Para los economistas, Adam Smith es un semidiós, el padre de la economía moderna y del liberalismo económico en última instancia. En 1776 escribió estas palabras en su obra más conocida La riqueza de las Naciones: “No es por la benevolencia del carnicero, del cervecero o del panadero que podemos esperar poder cenar cada día, sino porque estos velan por sus propios intereses, (...) Al gestionar sus negocios de manera que su producto alcance el mayor valor posible, buscan únicamente su propio beneficio, y en ello, como en muchos otros casos, son guiados por una mano invisible para alcanzar un objetivo que no formaba parte de sus intenciones”.
La tesis de Adam Smith es que el panadero no hace pan para hacernos felices, sino para obtener un beneficio. La fuerza que impulsa al panadero a hacer un pan bueno y crujiente no es nuestra felicidad, sino su propio interés. Y eso que llamamos el interés propio, en la teoría económica es un concepto fundamental y casi sagrado. Adam Smith desarrolló por primera vez ideas revolucionarias y radicales, pregonaba que se eliminaran los aranceles y las regulaciones con el argumento de que si el mercado puede funcionar libremente, la economía prosperará impulsada por el interés propio. Si todos perseguimos nuestro propio interés, el conjunto de la sociedad saldrá beneficiada, encontraremos cada día el pan en la panadería y la comida en la mesa. Es mágico, es maravilloso, que dice la canción.
"La tesis de Adam Smith es que el panadero no hace pan para hacernos felices, sino para obtener un beneficio. Si todos perseguimos nuestro propio interés, encontraremos cada día el pan en la panadería y la comida en la mesa"
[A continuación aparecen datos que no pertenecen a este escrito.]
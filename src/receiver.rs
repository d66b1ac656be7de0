//! The receiver singleton and its foreground dispatcher.
//!
//! Everything the ISRs touch lives in [`Receiver`]: lock-free cells sized so
//! that each one has a single writing context. The firmware instantiates one
//! `Receiver` as a `static` and points its interrupt trampolines at it; the
//! test harness builds one on the stack next to a simulated board.
//!
//! Foreground-only bookkeeping — the amplitude estimators, the level-check
//! window, the half-assembled byte, the previous-state latch — lives in
//! [`Demod`], which the main loop owns outright.

use core::sync::atomic::{AtomicBool, AtomicU32, Ordering};

use log::debug;

use crate::board::Board;
use crate::clock::Micros;
use crate::context::Context;
use crate::state::{StateId, StateRegister};
use crate::states::{do_nothing, leveling, receiving, sampler, synced, syncing, waiting};
use crate::timing;
use crate::util::isr_buf::IsrBuf;
use crate::util::seq_lock::SeqLock;

/// ISR-shared receiver state.
pub struct Receiver {
    /// The state the receiver wants to be in. Written by states from any
    /// context; read by the dispatcher.
    pub(crate) state: StateRegister,
    /// The state whose handlers currently own the interrupt sources. Only
    /// the dispatcher writes this, between the old state's exit and the new
    /// state's init, while both sources are disarmed.
    handlers: StateRegister,
    /// Chip (or timeout) period of the active state, in µs. Written during
    /// init only; chip periods fit comfortably in 32 bits of microseconds.
    period: AtomicU32,
    /// Most recent carrier-sense edge. Written by the carrier ISR (and
    /// seeded from init while the carrier ISR is disarmed).
    pub(crate) last_cs: SeqLock,
    /// Waiting: timestamp of the lone first edge, [`waiting::UNSET`] when
    /// forgotten. Written by the carrier and noise-timer ISRs, which share a
    /// priority and therefore never interleave.
    pub(crate) first_cs: SeqLock,
    /// Waiting: timestamp of the second edge, which rides into Syncing as
    /// the end of the first measured period.
    pub(crate) exit_cs: SeqLock,
    /// Syncing: carrier-edge timestamps for the period average.
    pub(crate) stamps: IsrBuf<Micros, { timing::SYNC_STAMPS }>,
    /// Leveling/Receiving: the frame being filled by the chip-sample ISR.
    pub(crate) frame: IsrBuf<i32, { sic::FRAME_CHIPS }>,
    /// Set while the chip timer is running one phase-shifted interval; the
    /// next expiry restores the normal cadence before taking its sample.
    pub(crate) restore: AtomicBool,
}

impl Receiver {
    pub const fn new() -> Self {
        Receiver {
            state: StateRegister::new(StateId::DoNothing),
            handlers: StateRegister::new(StateId::DoNothing),
            period: AtomicU32::new(0),
            last_cs: SeqLock::new(0),
            first_cs: SeqLock::new(waiting::UNSET),
            exit_cs: SeqLock::new(0),
            stamps: IsrBuf::new(0),
            frame: IsrBuf::new(0),
            restore: AtomicBool::new(false),
        }
    }

    /// The transition-request register. The firmware stores `Waiting` here
    /// once at boot; after that only the states themselves write it.
    pub fn state(&self) -> &StateRegister {
        &self.state
    }

    pub(crate) fn period(&self) -> Micros {
        self.period.load(Ordering::Relaxed) as Micros
    }

    pub(crate) fn set_period(&self, period: Micros) {
        self.period.store(period as u32, Ordering::Relaxed);
    }

    /// Carrier-sense rising-edge ISR entry point.
    pub fn on_carrier(&self, b: &mut impl Board) {
        match self.handlers.get() {
            StateId::Waiting => waiting::on_carrier(self, b),
            StateId::Syncing => syncing::on_carrier(self, b),
            StateId::Synced => synced::on_carrier(self, b),
            StateId::Leveling | StateId::Receiving => sampler::on_carrier(self, b),
            StateId::DoNothing => (),
        }
    }

    /// Timer ISR entry point.
    pub fn on_timer(&self, b: &mut impl Board) {
        match self.handlers.get() {
            StateId::Waiting => waiting::on_timer(self, b),
            StateId::Syncing => syncing::on_timer(self, b),
            StateId::Synced => synced::on_timer(self, b),
            StateId::Leveling | StateId::Receiving => sampler::on_timer(self, b),
            StateId::DoNothing => (),
        }
    }
}

/// Foreground demodulator state, owned by the main loop.
pub struct Demod {
    prev: Option<StateId>,
    /// Per-layer amplitude estimators, reset by Leveling and re-seeded by
    /// Receiving.
    pub(crate) layers: [sic::Estimator; 2],
    /// Last three decoded symbols, watched for the level-check end mark.
    pub(crate) window: [u8; 3],
    /// Low nibble of a byte whose high nibble hasn't arrived yet.
    pub(crate) pending: Option<u8>,
}

impl Demod {
    pub fn new() -> Self {
        Demod {
            prev: None,
            layers: [sic::Estimator::new(), sic::Estimator::new()],
            window: [0; 3],
            pending: None,
        }
    }

    /// One iteration of the foreground loop: notice a requested transition,
    /// run the exit/init handshake, then give the current state its main
    /// slice.
    pub fn poll(&mut self, rx: &Receiver, b: &mut impl Board) {
        let cur = rx.state.get();
        if self.prev != Some(cur) {
            let prev = self.prev;
            let ctx = match prev {
                Some(p) => self.exit_state(p, rx, b, cur),
                None => Context::default(),
            };
            debug!("{:?} -> {:?}", prev, cur);
            // Both interrupt sources are disarmed by the exit above (or have
            // never been armed), so handing the handlers over is race-free.
            rx.handlers.set(cur);
            self.init_state(cur, rx, b, prev, ctx);
            self.prev = Some(cur);
        }
        self.run_main(cur, rx, b);
    }

    fn exit_state(
        &mut self,
        prev: StateId,
        rx: &Receiver,
        b: &mut impl Board,
        next: StateId,
    ) -> Context {
        match prev {
            StateId::Waiting => waiting::exit(rx, self, b, next),
            StateId::Syncing => syncing::exit(rx, self, b, next),
            StateId::Synced => synced::exit(rx, self, b, next),
            StateId::Leveling => leveling::exit(rx, self, b, next),
            StateId::Receiving => receiving::exit(rx, self, b, next),
            StateId::DoNothing => Context::default(),
        }
    }

    fn init_state(
        &mut self,
        cur: StateId,
        rx: &Receiver,
        b: &mut impl Board,
        prev: Option<StateId>,
        ctx: Context,
    ) {
        match cur {
            StateId::Waiting => waiting::init(rx, self, b, prev, ctx),
            StateId::Syncing => syncing::init(rx, self, b, prev, ctx),
            StateId::Synced => synced::init(rx, self, b, prev, ctx),
            StateId::Leveling => leveling::init(rx, self, b, prev, ctx),
            StateId::Receiving => receiving::init(rx, self, b, prev, ctx),
            StateId::DoNothing => do_nothing::init(rx, self, b, prev, ctx),
        }
    }

    fn run_main(&mut self, cur: StateId, rx: &Receiver, b: &mut impl Board) {
        match cur {
            StateId::Leveling => leveling::main(rx, self, b),
            StateId::Receiving => receiving::main(rx, self, b),
            // The timing-recovery states do all their work in ISRs.
            _ => (),
        }
    }
}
En esta línea, la autora del libro afirma que esta exactamente es la manera como pensamos los economistas: pensar como un economista significa creer que las personas actúan como actúan para obtener algún beneficio. Así es como funciona el famoso homo economicus. El homo economicus es un modelo teórico que pretende explicar cómo actuaría, en condiciones ideales, una persona perfectamente racional. Este individuo sería exclusivo, excluyente, insaciable y orientado siempre a maximizar sus propias preferencias,
Adam Smith nunca se casó y vivió casi toda su vida con su madre, que asumía las tareas del hogar, mientras un primo suyo se ocupaba de sus finanzas. Cuando lo nombraron director de aduanas en Edimburgo, su madre también se instaló allí con él. Cuando Adam Smith se sentaba a comer pensaba que si tenía la comida en la mesa no era porque el tendero quisiera hacerlo feliz, sino porque este perseguía sus propios intereses. Era el interés propio lo que le servía la comida en la mesa cada día. Sin embargo, al formular su teoría, Adam Smith pasó por alto a un actor fundamental: su madre. La madre de Adam Smith es la parte que el gran economista ignoró en sus teorías económicas, y este vacío es el que aún hoy explica la falta de reconocimiento y valor de este trabajo invisible que realizan mayoritariamente las mujeres.
En la época en que Adam Smith escribía sus teorías, las mujeres, las madres o las hermanas, eran siempre las que se ocupaban de cuidar de los hijos y de la casa. Todavía ahora, las mujeres dedican más horas al cuidado de los hijos (quince horas semanales más que los hombres), a las tareas domésticas y al cuidado de familiares (el doble de horas) [2].
"La madre de Adam Smith es la parte que el gran economista ignoró en sus teorías económicas, y este vacío es lo que aún hoy explica la falta de reconocimiento y valor de este trabajo invisible que realizan mayoritariamente las mujeres"
Esta es precisamente la parte de la economía que el gran filósofo dejó fuera de su análisis: la que no entra en el cálculo del PIB y que sigue siendo invisible para los modelos económicos convencionales. Cocinar para Adam Smith para que él pudiera escribir, no se considera trabajo productivo, y queda al margen de cualquier análisis económico. Si Adam Smith tenía asegurada la cena cada día era, no solo porque los comerciantes servían a sus propios intereses, sino también porque su madre se encargaba cada día de ponerle el plato en la mesa.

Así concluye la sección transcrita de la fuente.